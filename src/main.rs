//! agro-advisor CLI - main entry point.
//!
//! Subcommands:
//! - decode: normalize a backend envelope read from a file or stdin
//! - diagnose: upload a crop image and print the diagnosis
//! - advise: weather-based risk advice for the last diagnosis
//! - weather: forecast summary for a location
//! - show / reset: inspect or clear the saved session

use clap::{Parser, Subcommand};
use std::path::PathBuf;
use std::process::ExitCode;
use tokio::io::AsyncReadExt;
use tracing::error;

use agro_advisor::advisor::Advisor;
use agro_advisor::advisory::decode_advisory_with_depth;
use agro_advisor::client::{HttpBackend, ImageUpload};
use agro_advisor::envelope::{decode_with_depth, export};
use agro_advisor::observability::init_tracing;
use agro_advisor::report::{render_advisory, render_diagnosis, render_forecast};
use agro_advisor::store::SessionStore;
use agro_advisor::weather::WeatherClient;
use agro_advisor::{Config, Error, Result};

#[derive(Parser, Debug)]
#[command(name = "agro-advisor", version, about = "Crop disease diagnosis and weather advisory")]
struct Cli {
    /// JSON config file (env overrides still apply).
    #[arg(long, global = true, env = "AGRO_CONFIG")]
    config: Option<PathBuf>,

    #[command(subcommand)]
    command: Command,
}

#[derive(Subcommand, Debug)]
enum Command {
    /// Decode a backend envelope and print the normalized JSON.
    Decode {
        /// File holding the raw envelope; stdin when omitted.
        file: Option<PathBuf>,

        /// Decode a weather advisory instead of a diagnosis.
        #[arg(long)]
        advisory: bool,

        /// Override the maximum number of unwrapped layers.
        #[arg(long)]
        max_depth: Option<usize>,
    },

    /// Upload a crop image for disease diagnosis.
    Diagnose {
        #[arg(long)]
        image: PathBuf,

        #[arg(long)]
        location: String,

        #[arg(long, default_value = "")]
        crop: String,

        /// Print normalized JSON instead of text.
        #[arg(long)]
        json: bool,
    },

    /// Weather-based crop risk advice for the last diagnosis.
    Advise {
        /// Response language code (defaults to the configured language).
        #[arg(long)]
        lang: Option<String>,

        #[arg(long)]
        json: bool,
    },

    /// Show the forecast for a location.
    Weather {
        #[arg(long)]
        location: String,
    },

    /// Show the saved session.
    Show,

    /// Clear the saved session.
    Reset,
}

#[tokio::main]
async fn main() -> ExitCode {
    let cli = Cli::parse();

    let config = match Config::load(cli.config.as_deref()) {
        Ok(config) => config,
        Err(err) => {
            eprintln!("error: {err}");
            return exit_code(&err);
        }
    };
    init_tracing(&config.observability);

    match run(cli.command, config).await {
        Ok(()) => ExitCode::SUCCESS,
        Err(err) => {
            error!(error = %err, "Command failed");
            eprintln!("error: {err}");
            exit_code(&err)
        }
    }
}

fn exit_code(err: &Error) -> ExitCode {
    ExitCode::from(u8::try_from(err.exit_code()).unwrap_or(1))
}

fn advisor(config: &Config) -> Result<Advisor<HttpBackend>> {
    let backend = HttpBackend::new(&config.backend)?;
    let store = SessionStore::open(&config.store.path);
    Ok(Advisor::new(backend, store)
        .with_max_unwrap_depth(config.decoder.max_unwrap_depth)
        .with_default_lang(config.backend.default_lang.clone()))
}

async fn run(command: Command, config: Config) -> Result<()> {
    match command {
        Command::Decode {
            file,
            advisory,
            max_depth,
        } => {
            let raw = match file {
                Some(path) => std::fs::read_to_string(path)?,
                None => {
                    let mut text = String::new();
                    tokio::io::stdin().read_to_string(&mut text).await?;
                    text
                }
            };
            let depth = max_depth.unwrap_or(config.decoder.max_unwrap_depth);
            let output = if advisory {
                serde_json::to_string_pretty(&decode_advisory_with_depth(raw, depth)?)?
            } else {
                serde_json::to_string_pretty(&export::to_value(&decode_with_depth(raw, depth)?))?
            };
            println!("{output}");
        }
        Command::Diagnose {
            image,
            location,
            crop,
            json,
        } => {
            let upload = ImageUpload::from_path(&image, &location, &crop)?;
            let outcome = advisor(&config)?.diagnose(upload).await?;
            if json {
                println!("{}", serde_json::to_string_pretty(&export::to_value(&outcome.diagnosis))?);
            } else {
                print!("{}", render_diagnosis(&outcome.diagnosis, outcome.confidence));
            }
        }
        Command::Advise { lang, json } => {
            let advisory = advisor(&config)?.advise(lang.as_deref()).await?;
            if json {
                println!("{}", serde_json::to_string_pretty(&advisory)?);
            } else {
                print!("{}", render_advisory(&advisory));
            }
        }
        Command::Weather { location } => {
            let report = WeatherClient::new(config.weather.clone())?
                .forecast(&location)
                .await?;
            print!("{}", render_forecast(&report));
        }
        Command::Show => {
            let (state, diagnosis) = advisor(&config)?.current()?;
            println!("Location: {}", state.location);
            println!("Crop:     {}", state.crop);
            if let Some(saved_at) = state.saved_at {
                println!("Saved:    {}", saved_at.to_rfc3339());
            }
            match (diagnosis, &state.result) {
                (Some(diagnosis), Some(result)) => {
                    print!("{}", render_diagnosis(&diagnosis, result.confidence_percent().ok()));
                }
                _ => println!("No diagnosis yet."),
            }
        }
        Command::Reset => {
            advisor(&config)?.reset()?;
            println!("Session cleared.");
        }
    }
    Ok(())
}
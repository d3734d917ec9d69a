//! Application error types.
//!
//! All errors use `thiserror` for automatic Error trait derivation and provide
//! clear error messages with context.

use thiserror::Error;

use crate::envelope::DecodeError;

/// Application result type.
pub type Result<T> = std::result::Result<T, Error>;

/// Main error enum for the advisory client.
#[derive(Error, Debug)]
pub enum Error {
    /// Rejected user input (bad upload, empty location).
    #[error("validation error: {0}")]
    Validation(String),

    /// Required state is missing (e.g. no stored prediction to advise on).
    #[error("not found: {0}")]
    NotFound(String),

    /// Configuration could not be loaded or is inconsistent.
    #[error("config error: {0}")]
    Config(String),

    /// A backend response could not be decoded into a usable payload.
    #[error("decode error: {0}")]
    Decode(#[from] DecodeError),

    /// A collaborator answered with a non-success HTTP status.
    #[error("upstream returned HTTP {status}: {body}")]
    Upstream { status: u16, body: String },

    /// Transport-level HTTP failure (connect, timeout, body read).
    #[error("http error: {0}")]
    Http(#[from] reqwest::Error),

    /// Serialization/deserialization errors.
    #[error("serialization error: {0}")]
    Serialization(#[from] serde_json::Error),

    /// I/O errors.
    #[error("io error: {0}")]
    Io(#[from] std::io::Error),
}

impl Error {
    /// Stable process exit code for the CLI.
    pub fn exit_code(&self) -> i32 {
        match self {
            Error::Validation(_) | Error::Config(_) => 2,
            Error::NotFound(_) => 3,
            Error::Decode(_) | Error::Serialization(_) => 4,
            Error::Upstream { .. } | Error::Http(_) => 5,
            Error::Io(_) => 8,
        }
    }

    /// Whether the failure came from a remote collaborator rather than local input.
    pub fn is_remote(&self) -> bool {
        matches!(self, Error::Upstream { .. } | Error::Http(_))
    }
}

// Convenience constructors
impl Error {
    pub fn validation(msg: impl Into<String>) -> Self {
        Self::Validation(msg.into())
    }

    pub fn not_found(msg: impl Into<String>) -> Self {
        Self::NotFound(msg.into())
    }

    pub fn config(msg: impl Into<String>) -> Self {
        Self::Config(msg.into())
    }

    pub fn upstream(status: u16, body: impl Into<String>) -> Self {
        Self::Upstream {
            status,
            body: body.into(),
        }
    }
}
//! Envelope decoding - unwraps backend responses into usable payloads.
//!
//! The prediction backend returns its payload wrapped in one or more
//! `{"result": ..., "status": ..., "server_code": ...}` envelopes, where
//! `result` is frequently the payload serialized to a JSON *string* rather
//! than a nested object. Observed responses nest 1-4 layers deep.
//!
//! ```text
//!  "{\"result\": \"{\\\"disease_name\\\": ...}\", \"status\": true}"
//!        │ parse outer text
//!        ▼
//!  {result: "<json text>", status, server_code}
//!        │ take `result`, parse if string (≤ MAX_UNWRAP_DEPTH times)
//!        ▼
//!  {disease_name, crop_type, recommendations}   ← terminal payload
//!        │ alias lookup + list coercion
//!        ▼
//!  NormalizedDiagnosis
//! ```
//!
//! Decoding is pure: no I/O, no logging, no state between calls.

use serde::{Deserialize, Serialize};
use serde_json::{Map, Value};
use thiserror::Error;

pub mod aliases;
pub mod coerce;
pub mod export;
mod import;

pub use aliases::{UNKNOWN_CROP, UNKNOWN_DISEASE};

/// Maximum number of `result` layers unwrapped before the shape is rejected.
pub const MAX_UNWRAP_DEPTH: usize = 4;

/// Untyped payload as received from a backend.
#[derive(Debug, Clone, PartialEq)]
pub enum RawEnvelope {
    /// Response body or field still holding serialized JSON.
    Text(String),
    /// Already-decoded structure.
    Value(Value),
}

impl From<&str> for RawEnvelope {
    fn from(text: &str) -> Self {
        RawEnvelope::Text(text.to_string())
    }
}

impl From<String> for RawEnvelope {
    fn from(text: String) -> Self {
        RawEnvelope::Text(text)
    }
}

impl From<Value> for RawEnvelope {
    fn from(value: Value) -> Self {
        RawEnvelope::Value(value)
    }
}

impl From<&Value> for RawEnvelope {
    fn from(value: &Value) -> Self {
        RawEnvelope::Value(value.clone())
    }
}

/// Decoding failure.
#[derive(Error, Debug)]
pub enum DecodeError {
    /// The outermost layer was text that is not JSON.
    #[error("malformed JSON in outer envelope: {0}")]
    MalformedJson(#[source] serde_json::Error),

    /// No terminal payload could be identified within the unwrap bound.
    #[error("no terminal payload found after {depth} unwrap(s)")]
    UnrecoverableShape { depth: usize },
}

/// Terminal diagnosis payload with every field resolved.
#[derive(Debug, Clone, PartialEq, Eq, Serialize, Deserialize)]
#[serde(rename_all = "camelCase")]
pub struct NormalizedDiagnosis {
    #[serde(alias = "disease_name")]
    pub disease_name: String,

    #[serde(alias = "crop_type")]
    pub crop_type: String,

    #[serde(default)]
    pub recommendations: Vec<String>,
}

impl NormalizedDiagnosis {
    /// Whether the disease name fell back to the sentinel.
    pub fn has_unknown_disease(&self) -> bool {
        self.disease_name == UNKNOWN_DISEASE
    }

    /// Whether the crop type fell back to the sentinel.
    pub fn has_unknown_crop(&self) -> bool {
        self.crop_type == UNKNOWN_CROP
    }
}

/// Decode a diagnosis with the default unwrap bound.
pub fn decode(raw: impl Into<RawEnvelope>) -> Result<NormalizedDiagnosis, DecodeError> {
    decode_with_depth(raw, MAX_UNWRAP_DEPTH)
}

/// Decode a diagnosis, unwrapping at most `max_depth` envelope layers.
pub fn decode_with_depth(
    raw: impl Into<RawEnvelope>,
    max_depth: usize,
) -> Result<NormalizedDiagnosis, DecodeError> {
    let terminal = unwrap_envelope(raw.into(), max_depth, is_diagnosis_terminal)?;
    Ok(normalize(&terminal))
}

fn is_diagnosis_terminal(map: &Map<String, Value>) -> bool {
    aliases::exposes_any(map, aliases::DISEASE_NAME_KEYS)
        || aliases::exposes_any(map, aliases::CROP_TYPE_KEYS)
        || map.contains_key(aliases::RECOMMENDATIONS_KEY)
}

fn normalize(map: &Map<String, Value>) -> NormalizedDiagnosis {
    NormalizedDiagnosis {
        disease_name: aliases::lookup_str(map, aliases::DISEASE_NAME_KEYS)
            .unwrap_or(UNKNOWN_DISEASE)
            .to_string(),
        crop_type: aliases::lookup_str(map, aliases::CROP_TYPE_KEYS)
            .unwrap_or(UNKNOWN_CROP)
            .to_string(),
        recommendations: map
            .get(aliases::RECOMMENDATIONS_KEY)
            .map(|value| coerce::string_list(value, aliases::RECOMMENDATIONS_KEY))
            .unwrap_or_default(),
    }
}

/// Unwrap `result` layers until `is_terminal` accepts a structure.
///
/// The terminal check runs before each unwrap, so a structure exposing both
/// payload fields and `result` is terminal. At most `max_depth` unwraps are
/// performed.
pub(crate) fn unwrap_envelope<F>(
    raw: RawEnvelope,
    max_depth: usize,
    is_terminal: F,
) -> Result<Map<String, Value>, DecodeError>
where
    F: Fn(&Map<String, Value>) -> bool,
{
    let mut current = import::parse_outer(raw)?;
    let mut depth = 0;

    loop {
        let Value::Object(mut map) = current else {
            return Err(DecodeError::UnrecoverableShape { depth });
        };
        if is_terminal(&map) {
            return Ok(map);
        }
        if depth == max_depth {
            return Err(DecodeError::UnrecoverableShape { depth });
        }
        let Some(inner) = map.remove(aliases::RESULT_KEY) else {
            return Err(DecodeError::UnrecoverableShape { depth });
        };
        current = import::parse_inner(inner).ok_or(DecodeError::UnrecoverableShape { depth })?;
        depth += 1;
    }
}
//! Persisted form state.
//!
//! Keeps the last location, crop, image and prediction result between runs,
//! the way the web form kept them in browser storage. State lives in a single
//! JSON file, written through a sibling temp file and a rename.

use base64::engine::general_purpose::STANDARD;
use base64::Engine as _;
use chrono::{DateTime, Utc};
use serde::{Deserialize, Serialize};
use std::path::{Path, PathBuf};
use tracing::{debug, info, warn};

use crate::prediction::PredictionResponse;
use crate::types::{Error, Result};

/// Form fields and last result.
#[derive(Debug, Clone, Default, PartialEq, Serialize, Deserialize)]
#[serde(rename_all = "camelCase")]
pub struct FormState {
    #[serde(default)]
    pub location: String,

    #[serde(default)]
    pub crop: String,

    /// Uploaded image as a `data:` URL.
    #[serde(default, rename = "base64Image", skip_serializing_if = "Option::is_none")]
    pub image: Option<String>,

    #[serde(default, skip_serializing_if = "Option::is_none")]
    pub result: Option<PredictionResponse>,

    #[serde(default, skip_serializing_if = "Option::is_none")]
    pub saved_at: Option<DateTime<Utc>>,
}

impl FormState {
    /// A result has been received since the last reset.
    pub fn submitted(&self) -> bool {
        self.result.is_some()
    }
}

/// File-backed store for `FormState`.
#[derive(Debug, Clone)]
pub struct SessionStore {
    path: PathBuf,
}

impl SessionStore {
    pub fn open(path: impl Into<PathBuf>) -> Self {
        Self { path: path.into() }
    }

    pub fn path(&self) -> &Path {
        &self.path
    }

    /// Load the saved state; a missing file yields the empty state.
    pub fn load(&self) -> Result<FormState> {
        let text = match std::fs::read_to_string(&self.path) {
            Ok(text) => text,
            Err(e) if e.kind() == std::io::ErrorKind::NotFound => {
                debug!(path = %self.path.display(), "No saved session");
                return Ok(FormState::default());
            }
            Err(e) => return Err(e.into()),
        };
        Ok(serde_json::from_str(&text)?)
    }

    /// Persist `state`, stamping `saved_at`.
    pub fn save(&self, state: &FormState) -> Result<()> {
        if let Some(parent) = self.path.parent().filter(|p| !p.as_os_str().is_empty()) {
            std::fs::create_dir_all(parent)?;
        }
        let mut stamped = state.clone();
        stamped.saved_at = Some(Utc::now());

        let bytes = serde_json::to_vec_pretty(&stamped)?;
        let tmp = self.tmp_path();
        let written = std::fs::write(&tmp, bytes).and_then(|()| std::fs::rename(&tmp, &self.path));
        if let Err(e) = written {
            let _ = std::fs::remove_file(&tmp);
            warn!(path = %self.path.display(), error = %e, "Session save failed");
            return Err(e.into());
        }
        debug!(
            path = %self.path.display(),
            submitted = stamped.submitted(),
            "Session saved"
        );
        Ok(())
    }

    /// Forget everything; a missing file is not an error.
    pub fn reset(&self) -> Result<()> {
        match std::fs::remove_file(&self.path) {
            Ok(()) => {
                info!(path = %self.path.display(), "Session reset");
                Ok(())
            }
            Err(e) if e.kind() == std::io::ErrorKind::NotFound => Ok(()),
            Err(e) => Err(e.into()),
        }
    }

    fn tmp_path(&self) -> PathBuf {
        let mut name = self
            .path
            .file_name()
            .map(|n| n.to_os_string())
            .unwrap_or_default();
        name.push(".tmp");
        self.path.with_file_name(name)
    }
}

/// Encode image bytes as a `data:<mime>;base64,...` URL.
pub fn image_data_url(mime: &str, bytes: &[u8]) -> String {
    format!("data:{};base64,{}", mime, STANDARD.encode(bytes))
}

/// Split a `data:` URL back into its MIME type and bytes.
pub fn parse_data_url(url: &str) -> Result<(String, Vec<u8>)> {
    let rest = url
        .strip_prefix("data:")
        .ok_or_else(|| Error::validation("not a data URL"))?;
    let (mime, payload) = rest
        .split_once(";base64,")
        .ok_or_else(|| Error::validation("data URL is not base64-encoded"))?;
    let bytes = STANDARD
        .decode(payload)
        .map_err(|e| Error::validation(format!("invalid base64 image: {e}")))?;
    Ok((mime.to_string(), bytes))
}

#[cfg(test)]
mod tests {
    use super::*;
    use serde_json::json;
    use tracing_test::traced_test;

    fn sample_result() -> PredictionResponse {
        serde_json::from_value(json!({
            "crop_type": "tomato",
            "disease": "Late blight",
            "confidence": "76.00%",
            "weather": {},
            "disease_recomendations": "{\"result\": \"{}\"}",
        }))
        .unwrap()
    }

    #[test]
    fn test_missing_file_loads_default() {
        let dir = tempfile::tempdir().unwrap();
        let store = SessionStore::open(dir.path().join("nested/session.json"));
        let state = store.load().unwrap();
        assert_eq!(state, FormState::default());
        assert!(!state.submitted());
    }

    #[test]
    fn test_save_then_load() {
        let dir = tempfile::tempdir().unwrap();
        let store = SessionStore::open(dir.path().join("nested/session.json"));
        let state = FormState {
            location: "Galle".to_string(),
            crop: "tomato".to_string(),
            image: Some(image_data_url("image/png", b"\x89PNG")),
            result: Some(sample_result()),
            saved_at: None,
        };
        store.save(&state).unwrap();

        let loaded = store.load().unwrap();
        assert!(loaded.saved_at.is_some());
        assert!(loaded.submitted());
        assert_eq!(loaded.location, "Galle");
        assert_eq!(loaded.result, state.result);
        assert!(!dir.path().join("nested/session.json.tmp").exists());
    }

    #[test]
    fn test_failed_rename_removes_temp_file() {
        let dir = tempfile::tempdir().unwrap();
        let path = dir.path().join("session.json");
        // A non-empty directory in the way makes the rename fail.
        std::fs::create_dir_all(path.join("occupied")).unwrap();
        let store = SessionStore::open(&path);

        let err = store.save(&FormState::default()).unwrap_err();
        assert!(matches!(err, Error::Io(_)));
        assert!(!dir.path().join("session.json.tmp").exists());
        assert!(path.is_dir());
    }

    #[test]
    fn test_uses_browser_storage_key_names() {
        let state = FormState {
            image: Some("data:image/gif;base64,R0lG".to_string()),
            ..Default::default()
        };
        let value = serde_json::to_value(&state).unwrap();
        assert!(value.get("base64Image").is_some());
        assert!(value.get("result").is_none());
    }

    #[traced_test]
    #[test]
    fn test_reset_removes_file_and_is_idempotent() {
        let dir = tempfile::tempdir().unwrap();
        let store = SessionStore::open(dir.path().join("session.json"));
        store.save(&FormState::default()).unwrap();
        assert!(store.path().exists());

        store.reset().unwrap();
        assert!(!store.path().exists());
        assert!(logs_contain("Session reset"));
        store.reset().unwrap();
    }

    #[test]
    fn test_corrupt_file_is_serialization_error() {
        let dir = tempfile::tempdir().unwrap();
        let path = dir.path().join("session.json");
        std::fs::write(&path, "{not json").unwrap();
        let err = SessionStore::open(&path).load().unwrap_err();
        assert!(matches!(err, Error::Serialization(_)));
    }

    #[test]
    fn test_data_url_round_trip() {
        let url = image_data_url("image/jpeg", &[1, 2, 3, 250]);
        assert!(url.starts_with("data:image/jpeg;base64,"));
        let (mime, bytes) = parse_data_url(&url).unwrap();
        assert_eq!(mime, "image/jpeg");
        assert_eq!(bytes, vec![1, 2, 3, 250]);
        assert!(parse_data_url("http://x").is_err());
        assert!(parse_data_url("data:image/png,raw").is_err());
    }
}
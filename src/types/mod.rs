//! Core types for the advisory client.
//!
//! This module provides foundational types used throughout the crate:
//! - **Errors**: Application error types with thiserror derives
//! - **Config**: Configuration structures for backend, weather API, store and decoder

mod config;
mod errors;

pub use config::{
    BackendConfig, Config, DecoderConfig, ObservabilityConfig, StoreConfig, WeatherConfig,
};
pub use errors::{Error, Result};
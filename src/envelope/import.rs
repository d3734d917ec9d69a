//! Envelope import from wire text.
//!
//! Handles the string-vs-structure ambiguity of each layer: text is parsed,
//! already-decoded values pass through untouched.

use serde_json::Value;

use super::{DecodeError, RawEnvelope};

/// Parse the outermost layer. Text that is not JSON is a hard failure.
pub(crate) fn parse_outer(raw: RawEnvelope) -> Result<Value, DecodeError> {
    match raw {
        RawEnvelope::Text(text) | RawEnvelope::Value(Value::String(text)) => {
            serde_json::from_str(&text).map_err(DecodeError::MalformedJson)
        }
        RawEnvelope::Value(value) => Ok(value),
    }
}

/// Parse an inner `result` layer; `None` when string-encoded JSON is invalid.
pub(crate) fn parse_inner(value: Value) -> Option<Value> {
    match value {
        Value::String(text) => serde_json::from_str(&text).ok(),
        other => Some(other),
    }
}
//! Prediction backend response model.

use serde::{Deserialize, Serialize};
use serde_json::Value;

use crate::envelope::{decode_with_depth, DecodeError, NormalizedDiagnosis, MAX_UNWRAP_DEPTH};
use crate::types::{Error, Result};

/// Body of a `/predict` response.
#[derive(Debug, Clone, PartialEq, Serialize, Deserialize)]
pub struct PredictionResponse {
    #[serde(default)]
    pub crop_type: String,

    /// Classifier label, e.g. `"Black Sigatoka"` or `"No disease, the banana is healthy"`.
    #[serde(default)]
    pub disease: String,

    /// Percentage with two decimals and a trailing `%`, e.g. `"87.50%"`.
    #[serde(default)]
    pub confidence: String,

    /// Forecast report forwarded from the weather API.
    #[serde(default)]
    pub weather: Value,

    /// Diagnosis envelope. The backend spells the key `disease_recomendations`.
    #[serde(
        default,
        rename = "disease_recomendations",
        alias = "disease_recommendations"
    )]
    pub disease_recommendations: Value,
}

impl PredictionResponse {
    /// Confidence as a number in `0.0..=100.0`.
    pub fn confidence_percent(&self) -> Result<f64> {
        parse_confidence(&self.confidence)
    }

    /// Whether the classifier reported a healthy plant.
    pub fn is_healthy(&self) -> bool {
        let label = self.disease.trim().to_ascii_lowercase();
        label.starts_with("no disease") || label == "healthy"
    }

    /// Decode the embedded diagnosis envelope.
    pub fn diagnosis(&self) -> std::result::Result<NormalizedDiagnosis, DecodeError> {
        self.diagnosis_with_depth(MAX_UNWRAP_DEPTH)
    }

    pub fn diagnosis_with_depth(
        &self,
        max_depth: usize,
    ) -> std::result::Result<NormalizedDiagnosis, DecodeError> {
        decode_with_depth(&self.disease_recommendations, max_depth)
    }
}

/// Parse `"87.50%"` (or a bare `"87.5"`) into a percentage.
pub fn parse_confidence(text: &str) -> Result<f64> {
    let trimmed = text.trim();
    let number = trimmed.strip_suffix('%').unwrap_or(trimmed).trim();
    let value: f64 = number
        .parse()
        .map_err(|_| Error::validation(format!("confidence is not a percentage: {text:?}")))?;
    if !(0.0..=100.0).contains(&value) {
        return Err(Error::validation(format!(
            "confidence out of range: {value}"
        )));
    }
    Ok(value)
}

+--

* _Work task_:
Beginning at the first line of the records, give again each line exactly as written, ending with the line that contains "use std::process::ExitCode;".

* _Result for this task_:
filename src/main.rs
//! agro-advisor CLI - main entry point.
//!
//! Subcommands:
//! - decode: normalize a backend envelope read from a file or stdin
//! - diagnose: upload a crop image and print the diagnosis
//! - advise: weather-based risk advice for the last diagnosis
//! - weather: forecast summary for a location
//! - show / reset: inspect or clear the saved session

use clap::{Parser, Subcommand};
use std::path::PathBuf;
use std::process::ExitCode;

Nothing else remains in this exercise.